Counting from the line that holds "assert_eq!(a[3].demographics, c[3].demographics);", return each line exactly, through and including the last line of the entries.

++++ Provided material ++++

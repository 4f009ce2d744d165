#![deny(warnings)]

//! Synthetic personas: roster, demographics, movement and behavior.

pub mod behavior;
pub mod demographics;
pub mod location;

pub use behavior::{decision, respond, sentiment};
pub use demographics::generate_demographics;
pub use location::{calculate_position, generate_location, location_status, PlacementParams};

use rand::Rng;
use tracing::debug;
use ttx_core::{Persona, PersonaType, SimConfig};

const FIRST_NAMES: [&str; 16] = [
    "Maria", "James", "Aisha", "Robert", "Linh", "Carlos", "Dorothy", "Marcus", "Priya", "Walter",
    "Keisha", "Tom", "Rosa", "Darnell", "Emily", "Hank",
];
const LAST_INITIALS: [&str; 8] = ["A", "B", "C", "D", "G", "M", "R", "S"];

/// Stable display name for a roster index.
pub fn persona_name(index: u32) -> String {
    let i = index as usize;
    let first = FIRST_NAMES[i % FIRST_NAMES.len()];
    let last = LAST_INITIALS[(i / FIRST_NAMES.len()) % LAST_INITIALS.len()];
    format!("{first} {last}.")
}

/// Stable id for a roster index.
pub fn persona_id(index: u32) -> String {
    format!("persona-{:03}", index + 1)
}

/// Persona type assigned round-robin by roster index.
pub fn persona_type_for(index: u32) -> PersonaType {
    PersonaType::ALL[index as usize % PersonaType::ALL.len()]
}

/// Build `count` personas. Placement radii and evacuation jitter are drawn
/// from `rng`; demographics depend only on type and index.
pub fn build_roster<R: Rng + ?Sized>(count: u32, cfg: &SimConfig, rng: &mut R) -> Vec<Persona> {
    let params = PlacementParams {
        center: cfg.map_center,
        radius_spread: cfg.radius_spread,
        shelters: &cfg.shelters,
        period_count: cfg.period_count,
        evacuation_duration: cfg.evacuation_duration,
    };
    let roster: Vec<Persona> = (0..count)
        .map(|index| {
            let persona_type = persona_type_for(index);
            Persona {
                id: persona_id(index),
                name: persona_name(index),
                persona_type,
                index,
                demographics: generate_demographics(persona_type, index),
                location: generate_location(persona_type, index, count, &params, rng),
            }
        })
        .collect();
    debug!(count = roster.len(), "persona roster built");
    roster
}

#[cfg(test)]
mod tests {
    use super::*;
    use rand::SeedableRng;
    use rand_chacha::ChaCha8Rng;

    #[test]
    fn roster_cycles_types_and_ids() {
        let cfg = SimConfig::default();
        let roster = build_roster(25, &cfg, &mut ChaCha8Rng::seed_from_u64(42));
        assert_eq!(roster.len(), 25);
        assert_eq!(roster[0].id, "persona-001");
        assert_eq!(roster[0].persona_type, PersonaType::Planner);
        assert_eq!(roster[10].persona_type, PersonaType::Planner);
        assert_eq!(roster[1].persona_type, PersonaType::Skeptic);
        assert_eq!(roster[0].name, "Maria A.");
        assert_eq!(roster[16].name, "Maria B.");
    }

    #[test]
    fn same_seed_same_roster() {
        let cfg = SimConfig::default();
        let a = build_roster(12, &cfg, &mut ChaCha8Rng::seed_from_u64(5));
        let b = build_roster(12, &cfg, &mut ChaCha8Rng::seed_from_u64(5));
        assert_eq!(a, b);
        let c = build_roster(12, &cfg, &mut ChaCha8Rng::seed_from_u64(6));
        // demographics are seed-independent, placement is not
        assert_eq!(a[3].demographics, c[3].demographics);
        assert_ne!(a[3].location.home_location, c[3].location.home_location);
    }
}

++++

### Solution to the exercise:
        assert_eq!(a[3].demographics, c[3].demographics);
        assert_ne!(a[3].location.home_location, c[3].location.home_location);
    }
}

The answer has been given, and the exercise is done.